Sizdah Bedar, often referred to as “Thirteen Outdoors” or Nature’s Day, is an enchanting festival celebrated annually on the thirteenth day of Farvardin—the inaugural month of the Iranian calendar. This day beckons families and friends to step outside, lay down their picnic spreads, and bask in nature’s bounty.
Marking the culmination of the Nowruz holidays in Iran, Sizdah Bedar is more than just a tradition—it’s a testament to the country’s rich cultural tapestry. While Nowruz ushers in the Iranian New Year, Sizdah Bedar encourages everyone to embrace the outdoors and revel in nature’s wonders.

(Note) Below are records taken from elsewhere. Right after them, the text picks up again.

use crate::{codec, file};
use graphlite_core::{Edge, Error, Graph, GraphDescription, Result};
use std::collections::HashMap;
use std::path::{Path, PathBuf};
use tracing::{debug, info, warn};

/// Owns every graph in the process, keyed by alias, and the store file they
/// are flushed to.
///
/// Graphs are only reachable through borrows of the repository, so no caller
/// can hold on to a graph across a later removal or reload.
#[derive(Debug)]
pub struct GraphRepository {
    graphs: HashMap<String, Graph>,
    store_path: PathBuf,
}

impl GraphRepository {
    /// An empty repository backed by `store_path`. Nothing is read.
    pub fn new<P: AsRef<Path>>(store_path: P) -> Self {
        Self {
            graphs: HashMap::new(),
            store_path: store_path.as_ref().to_path_buf(),
        }
    }

    /// A repository hydrated from `store_path`. A store that cannot be
    /// decoded is logged and ignored, leaving the repository empty.
    pub fn open<P: AsRef<Path>>(store_path: P) -> Self {
        let mut repository = Self::new(store_path);
        match repository.load() {
            Ok(count) => debug!(count, path = %repository.store_path.display(), "graph store loaded"),
            Err(e) => warn!(path = %repository.store_path.display(), error = %e, "discarding unreadable graph store"),
        }
        repository
    }

    /// Replace the in-memory graphs with the contents of the store file.
    /// On error the current graphs are kept.
    pub fn load(&mut self) -> Result<usize> {
        let value = file::read_json(&self.store_path);
        let graphs = codec::json_to_collection(&value)?;
        self.graphs = graphs
            .into_iter()
            .map(|graph| (graph.alias().to_string(), graph))
            .collect();
        Ok(self.graphs.len())
    }

    #[inline]
    #[must_use]
    pub fn store_path(&self) -> &Path {
        &self.store_path
    }

    #[inline]
    #[must_use]
    pub fn len(&self) -> usize {
        self.graphs.len()
    }

    #[inline]
    #[must_use]
    pub fn is_empty(&self) -> bool {
        self.graphs.is_empty()
    }

    /// Create an empty graph, replacing any graph already under `alias`.
    pub fn create_graph(&mut self, alias: &str, is_directed: bool, is_weighted: bool) {
        self.graphs
            .insert(alias.to_string(), Graph::new(alias, is_directed, is_weighted));
    }

    pub fn get_graph(&self, alias: &str) -> Result<&Graph> {
        self.graphs
            .get(alias)
            .ok_or_else(|| Error::GraphNotFound(alias.to_string()))
    }

    fn get_graph_mut(&mut self, alias: &str) -> Result<&mut Graph> {
        self.graphs
            .get_mut(alias)
            .ok_or_else(|| Error::GraphNotFound(alias.to_string()))
    }

    #[inline]
    #[must_use]
    pub fn graph_exists(&self, alias: &str) -> bool {
        self.graphs.contains_key(alias)
    }

    /// False when either the graph or the node is unknown.
    #[must_use]
    pub fn node_exists(&self, alias: &str, name: &str) -> bool {
        self.graphs.get(alias).is_some_and(|graph| graph.has_node(name))
    }

    #[must_use]
    pub fn is_weighted(&self, alias: &str) -> bool {
        self.graphs.get(alias).is_some_and(Graph::is_weighted)
    }

    #[must_use]
    pub fn is_directed(&self, alias: &str) -> bool {
        self.graphs.get(alias).is_some_and(Graph::is_directed)
    }

    /// Aliases in sorted order.
    #[must_use]
    pub fn list_graphs(&self) -> Vec<String> {
        let mut aliases: Vec<String> = self.graphs.keys().cloned().collect();
        aliases.sort();
        aliases
    }

    pub fn add_node(&mut self, alias: &str, name: &str) -> Result<()> {
        self.get_graph_mut(alias)?.add_node(name)
    }

    pub fn create_edge(&mut self, alias: &str, source: &str, destination: &str, weight: Option<i64>) -> Result<Edge> {
        self.get_graph_mut(alias)?.add_edge(source, destination, weight)
    }

    pub fn remove_edge(&mut self, alias: &str, source: &str, destination: &str, weight: Option<i64>) -> Result<Edge> {
        self.get_graph_mut(alias)?.remove_edge(source, destination, weight)
    }

    pub fn remove_node(&mut self, alias: &str, name: &str) -> Result<usize> {
        self.get_graph_mut(alias)?.remove_node(name)
    }

    pub fn list_nodes(&self, alias: &str) -> Result<Vec<String>> {
        Ok(self.get_graph(alias)?.node_names())
    }

    /// List edges of a graph.
    ///
    /// With no node every edge is returned; with one node, the edges in that
    /// node's slot; with both, the edges from `node1` to `node2`.
    pub fn list_edges(&self, alias: &str, node1: Option<&str>, node2: Option<&str>) -> Result<Vec<Edge>> {
        let graph = self.get_graph(alias)?;
        match (node1, node2) {
            (None, None) => Ok(graph.sorted_edges()),
            (Some(from), Some(to)) => graph.list_edges(from, to),
            (Some(name), None) | (None, Some(name)) => graph.list_edges_for_node(name),
        }
    }

    pub fn describe_graph(&self, alias: &str) -> Result<GraphDescription> {
        Ok(self.get_graph(alias)?.describe())
    }

    /// Load a single-graph file and store it under its embedded alias,
    /// replacing any graph with the same alias. Returns that alias.
    pub fn load_graph<P: AsRef<Path>>(&mut self, filename: P) -> Result<String> {
        let value = file::read_json(filename.as_ref());
        let graph = codec::json_to_graph(&value)?;
        let alias = graph.alias().to_string();
        self.graphs.insert(alias.clone(), graph);
        Ok(alias)
    }

    /// Write one graph to its own file.
    pub fn save_graph<P: AsRef<Path>>(&self, alias: &str, filename: P) -> Result<()> {
        let value = codec::graph_to_json(self.get_graph(alias)?)?;
        file::write_json(filename, &value)
    }

    /// Flush every graph to the store file. Returns how many were written.
    pub fn save_all_graphs(&self) -> Result<usize> {
        let value = codec::collection_to_json(self.graphs.values())?;
        file::write_json(&self.store_path, &value)?;
        info!(count = self.graphs.len(), path = %self.store_path.display(), "graph store saved");
        Ok(self.graphs.len())
    }
}

#[cfg(test)]
mod tests {
    use super::*;
    use graphlite_core::ErrorKind;

    fn repository() -> GraphRepository {
        GraphRepository::new("unused.json")
    }

    #[test]
    fn test_create_graph_overwrites() {
        let mut repo = repository();
        repo.create_graph("g", true, false);
        repo.add_node("g", "a").unwrap();

        repo.create_graph("g", false, true);
        let graph = repo.get_graph("g").unwrap();
        assert_eq!(graph.node_count(), 0);
        assert!(!graph.is_directed());
        assert!(graph.is_weighted());
        assert_eq!(repo.len(), 1);
    }

    #[test]
    fn test_unknown_alias() {
        let mut repo = repository();

        assert!(matches!(repo.get_graph("nope"), Err(Error::GraphNotFound(_))));
        assert_eq!(repo.add_node("nope", "a").unwrap_err().kind(), ErrorKind::NotFound);
        assert_eq!(repo.create_edge("nope", "a", "b", None).unwrap_err().kind(), ErrorKind::NotFound);
        assert_eq!(repo.remove_node("nope", "a").unwrap_err().kind(), ErrorKind::NotFound);
        assert_eq!(repo.list_nodes("nope").unwrap_err().kind(), ErrorKind::NotFound);
        assert_eq!(repo.describe_graph("nope").unwrap_err().kind(), ErrorKind::NotFound);
        assert!(!repo.node_exists("nope", "a"));
        assert!(!repo.is_weighted("nope"));
        assert!(!repo.is_directed("nope"));
    }

    #[test]
    fn test_graph_errors_propagate_unchanged() {
        let mut repo = repository();
        repo.create_graph("g", true, true);
        repo.add_node("g", "a").unwrap();

        assert!(matches!(repo.add_node("g", "a"), Err(Error::NodeExists(ref n)) if n == "a"));
        assert!(matches!(repo.create_edge("g", "a", "b", Some(1)), Err(Error::NodeNotFound(ref n)) if n == "b"));
        repo.add_node("g", "b").unwrap();
        assert!(matches!(repo.create_edge("g", "a", "b", None), Err(Error::MissingWeight)));
    }

    #[test]
    fn test_list_edges_modes() {
        let mut repo = repository();
        repo.create_graph("g", true, true);
        for name in ["a", "b", "c"] {
            repo.add_node("g", name).unwrap();
        }
        repo.create_edge("g", "a", "b", Some(1)).unwrap();
        repo.create_edge("g", "a", "c", Some(2)).unwrap();
        repo.create_edge("g", "b", "c", Some(3)).unwrap();

        assert_eq!(repo.list_edges("g", None, None).unwrap().len(), 3);
        assert_eq!(repo.list_edges("g", Some("a"), None).unwrap().len(), 2);
        assert_eq!(repo.list_edges("g", None, Some("b")).unwrap().len(), 1);
        let between = repo.list_edges("g", Some("a"), Some("c")).unwrap();
        assert_eq!(between.len(), 1);
        assert_eq!(between[0].weight, 2);
    }

    #[test]
    fn test_list_graphs_sorted() {
        let mut repo = repository();
        repo.create_graph("zeta", false, false);
        repo.create_graph("alpha", false, false);
        assert_eq!(repo.list_graphs(), vec!["alpha".to_string(), "zeta".to_string()]);
    }

    #[test]
    fn test_describe_graph() {
        let mut repo = repository();
        repo.create_graph("g", false, false);
        repo.add_node("g", "a").unwrap();
        repo.add_node("g", "b").unwrap();
        repo.create_edge("g", "a", "b", None).unwrap();

        let description = repo.describe_graph("g").unwrap();
        assert_eq!(description.alias, "g");
        assert!(!description.is_directed);
        assert!(!description.is_weighted);
        assert_eq!(description.node_count, 2);
        assert_eq!(description.edge_count, 1);
    }
}
use clap::Parser;
use graphlite::session::Session;
use graphlite::shell::{self, EditorSource, ReaderSource, INTERRUPT_HINT};
use graphlite::{GraphRepository, GraphService};
use std::io::{self, IsTerminal};
use std::path::PathBuf;
use std::thread;
use tracing::{error, info, Level};
use tracing_subscriber::FmtSubscriber;

/// A lightweight, in-process graph store
#[derive(Parser, Debug)]
#[command(name = "graphlite")]
#[command(about = "A lightweight named-graph store with an interactive shell", long_about = None)]
struct Args {
    /// Path to the JSON file holding every graph
    #[arg(short, long, env = "SAVE_FILE_PATH", default_value = "graphs.json")]
    store: PathBuf,

    /// Start empty instead of loading the store file
    #[arg(long)]
    no_load: bool,

    /// Log level
    #[arg(long, default_value = "warn")]
    log_level: String,
}

fn main() -> anyhow::Result<()> {
    let args = Args::parse();

    let log_level = match args.log_level.as_str() {
        "trace" => Level::TRACE,
        "debug" => Level::DEBUG,
        "info" => Level::INFO,
        "warn" => Level::WARN,
        "error" => Level::ERROR,
        _ => Level::WARN,
    };

    let subscriber = FmtSubscriber::builder()
        .with_max_level(log_level)
        .with_writer(io::stderr)
        .finish();
    tracing::subscriber::set_global_default(subscriber)?;

    info!("Starting GraphLite v{}", env!("CARGO_PKG_VERSION"));
    info!("Store file: {:?}", args.store);

    let repository = if args.no_load {
        GraphRepository::new(&args.store)
    } else {
        GraphRepository::open(&args.store)
    };
    info!("{} graph(s) loaded", repository.len());

    let mut session = Session::new(GraphService::new(repository));
    watch_interrupts()?;

    let mut stdout = io::stdout();
    let outcome = match editor() {
        Some(mut editor) => shell::run(&mut session, &mut editor, &mut stdout),
        None => shell::run(&mut session, &mut ReaderSource::new(io::stdin().lock()), &mut stdout),
    };
    if let Err(e) = &outcome {
        error!("Input loop stopped: {}", e);
    }

    let saved = shell::shutdown(session, &mut stdout);
    outcome?;
    saved?;
    Ok(())
}

/// Line editor for an interactive terminal. Piped input is read plainly.
fn editor() -> Option<EditorSource> {
    if !io::stdin().is_terminal() {
        return None;
    }
    match EditorSource::new() {
        Ok(editor) => Some(editor),
        Err(e) => {
            error!("Failed to initialize line editor: {}", e);
            None
        }
    }
}

/// Keep SIGINT from killing the process while a command runs or piped input
/// is read. At a terminal prompt the editor reports Ctrl-C itself.
fn watch_interrupts() -> io::Result<()> {
    let runtime = tokio::runtime::Builder::new_current_thread()
        .enable_all()
        .build()?;
    thread::Builder::new()
        .name("interrupts".to_string())
        .spawn(move || {
            runtime.block_on(async {
                while tokio::signal::ctrl_c().await.is_ok() {
                    info!("Interrupt received");
                    println!();
                    println!("{INTERRUPT_HINT}");
                }
            })
        })?;
    Ok(())
}
//! # GraphLite Storage
//!
//! Persistence and ownership layer for GraphLite:
//!
//! - [`codec`] - graph and collection JSON encoding with field validation
//! - [`file`] - JSON file reading with an empty-store fallback, atomic writes
//! - [`GraphRepository`] - the alias to graph mapping and its store file
//! - [`GraphService`] - duplicate checks and endpoint auto-creation on top

pub mod codec;
pub mod file;
pub mod repository;
pub mod service;

pub use repository::GraphRepository;
pub use service::GraphService;
use serde::{Deserialize, Serialize};
use std::fmt;

/// A named vertex. Identity is the name alone.
#[derive(Debug, Clone, PartialEq, Eq, Hash, PartialOrd, Ord, Serialize, Deserialize)]
pub struct Node {
    pub name: String,
}

impl Node {
    #[inline]
    #[must_use]
    pub fn new(name: impl Into<String>) -> Self {
        Self { name: name.into() }
    }

    #[inline]
    pub fn name(&self) -> &str {
        &self.name
    }
}

impl fmt::Display for Node {
    fn fmt(&self, f: &mut fmt::Formatter<'_>) -> fmt::Result {
        f.write_str(&self.name)
    }
}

Tracing its roots to ancient Zoroastrianism, the festival symbolizes the rejuvenating victory of spring over winter’s chill. It’s a day where the air is thick with folklore, with many believing that venturing outside wards off any malevolent spirits that roam the earth on this particular day.
A Persian Picnic
At the heart of Sizdah Bedar, picnics steal the show. Families and friends unite, laying out a spread of rice dishes, grilled meat, delectable pastries, sweets, and aromatic herbal teas. As the rhythm of music fills the air, dance steps synchronize, creating an ambiance of joy.

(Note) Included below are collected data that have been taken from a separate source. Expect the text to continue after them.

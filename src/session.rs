//! Drives one decoder over one ordered fragment sequence.

use std::path::{Path, PathBuf};

use tracing::{debug, trace};

use crate::decoder::Decoder;
use crate::fragment::{read_fragments, Fragment};

/// What a decode session observed.
#[derive(Debug, Clone, PartialEq, Eq)]
pub struct SessionResult {
    /// Fragments present in the input.
    pub available: usize,
    /// Fragments the decoder accepted before completing or running out.
    pub consumed: usize,
    pub completed: bool,
    pub succeeded: bool,
    /// Present exactly when `succeeded` is true.
    pub payload: Option<Vec<u8>>,
    /// Decoder status for a session that did not succeed.
    pub detail: Option<String>,
}

/// Feeds `fragments` to a fresh `D` until it completes or the input runs out.
pub fn run_session<D: Decoder + Default>(fragments: &[Fragment]) -> SessionResult {
    run_session_with(D::default(), fragments)
}

/// Like [`run_session`] but with a caller-supplied decoder.
///
/// Rejected fragments are logged and skipped; they do not count as consumed.
/// No fragment is submitted after the decoder reports completion.
pub fn run_session_with<D: Decoder>(mut decoder: D, fragments: &[Fragment]) -> SessionResult {
    let mut consumed = 0;
    for (position, fragment) in fragments.iter().enumerate() {
        if let Err(err) = decoder.submit(fragment) {
            debug!(position, error = %err, "skipping rejected fragment");
            continue;
        }
        consumed += 1;
        trace!(position, consumed, "fragment accepted");
        if decoder.is_complete() {
            break;
        }
    }

    let completed = decoder.is_complete();
    let payload = if completed && decoder.is_successful() {
        decoder.reconstructed_payload().map(<[u8]>::to_vec)
    } else {
        None
    };
    let detail = if payload.is_none() {
        decoder.status_detail()
    } else {
        None
    };

    SessionResult {
        available: fragments.len(),
        consumed,
        completed,
        succeeded: payload.is_some(),
        payload,
        detail,
    }
}

/// A session result tied to the capture file it came from.
#[derive(Debug, Clone, PartialEq, Eq)]
pub struct Outcome {
    pub path: PathBuf,
    pub available: usize,
    pub consumed: usize,
    pub completed: bool,
    pub succeeded: bool,
    pub payload: Option<Vec<u8>>,
    pub detail: Option<String>,
}

impl Outcome {
    pub fn new(path: impl Into<PathBuf>, session: SessionResult) -> Self {
        Self {
            path: path.into(),
            available: session.available,
            consumed: session.consumed,
            completed: session.completed,
            succeeded: session.succeeded,
            payload: session.payload,
            detail: session.detail,
        }
    }
}

/// Reads `path` and decodes its fragments with a fresh `D`.
pub fn verify_file<D: Decoder + Default>(path: &Path) -> Outcome {
    let fragments = read_fragments(path);
    Outcome::new(path, run_session::<D>(&fragments))
}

Tying the “sizdah-bedar-knot” stands out as a poignant ritual. Participants believe in transferring the year’s bad luck to this knot and later cast it into the wind, letting go of past misfortunes.
The festival also brings out the competitive spirit in attendees. From horse riding, archery to wrestling, these games, once warrior training tools, now serve as familial bonding avenues.

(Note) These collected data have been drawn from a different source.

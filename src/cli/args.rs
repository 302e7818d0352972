//! Command-line arguments for `ur-verify`.
//!
//! Everything beyond these is configured through `UR_VERIFY_*` environment
//! variables; see [`crate::config`].

use clap::Parser;
use std::path::PathBuf;

#[derive(Debug, Parser)]
#[command(
    name = "ur-verify",
    version,
    about = "Replays recorded UR fragment captures through a decoder and checks the results."
)]
pub struct VerifyArgs {
    /// Write a golden file for every successfully decoded capture.
    #[arg(long)]
    pub generate_expected: bool,

    /// Capture files to verify. Defaults to discovering them in the cases directory.
    #[arg(value_name = "FILES")]
    pub files: Vec<PathBuf>,
}
//! The `ur-verify` command-line interface.
//!
//! Parses arguments, builds the run configuration and drives the suite
//! runner with the UR decoder. Exit status is success only when at least one
//! file ran and every file passed.

use std::path::PathBuf;
use std::process::ExitCode;

use clap::Parser;
use termcolor::StandardStream;
use tracing_subscriber::EnvFilter;

use crate::config::HarnessConfig;
use crate::decoder::Decoder;
use crate::errors::{print_error, HarnessError};
use crate::runner::{SuiteRunner, SuiteSummary};
use crate::ur::UrDecoder;

pub mod args;
pub mod output;

use self::args::VerifyArgs;

/// The main entry point for the CLI.
pub fn run() -> ExitCode {
    init_tracing();
    let args = VerifyArgs::parse();
    let config = HarnessConfig::from_env().with_generate_expected(args.generate_expected);

    match execute::<UrDecoder>(&config, &args.files) {
        Ok(summary) if summary.all_passed() => ExitCode::SUCCESS,
        Ok(_) => ExitCode::FAILURE,
        Err(err) => {
            print_error(err);
            ExitCode::FAILURE
        }
    }
}

/// Runs the suite over `files`, or over discovered files when none are given.
pub fn execute<D: Decoder + Default>(
    config: &HarnessConfig,
    files: &[PathBuf],
) -> Result<SuiteSummary, HarnessError> {
    let mut stdout = StandardStream::stdout(config.color);
    output::print_banner(&mut stdout, config.generate_expected)?;

    let runner = SuiteRunner::new(config.clone());
    let files = if files.is_empty() {
        runner.discover()?
    } else {
        files.to_vec()
    };

    Ok(runner.run::<D, _>(&files, &mut stdout)?)
}

// ============================================================================
// LOGGING
// ============================================================================

/// Logs go to stderr, filtered by `RUST_LOG` (default `warn`).
fn init_tracing() {
    let filter = EnvFilter::try_from_default_env().unwrap_or_else(|_| EnvFilter::new("warn"));
    let _ = tracing_subscriber::fmt()
        .with_env_filter(filter)
        .with_writer(std::io::stderr)
        .try_init();
}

Releasing Sprouting Greens: A Ritual of Renewal
At the picnic’s close, people discard the Haft-Seen’s greenery (Sabze) back to nature. Beware, touching someone’s discarded greenery or taking it home spells bad luck!
The Tradition of Knotting the Greenery
Young singles, especially women, often tie the leaves of the discarded greenery. As they knot, they whisper wishes for a future partner or spouse.
The Lie of the Thirteen
On Sizdah Bedar, Iranians embrace the “Lie of the Thirteen” (Dorugh-e Sizdah), a tradition mirroring the jests of April Fools’ Day. Historically, this prank-filled holiday dates back to 536 BC in the Achaemenid Empire.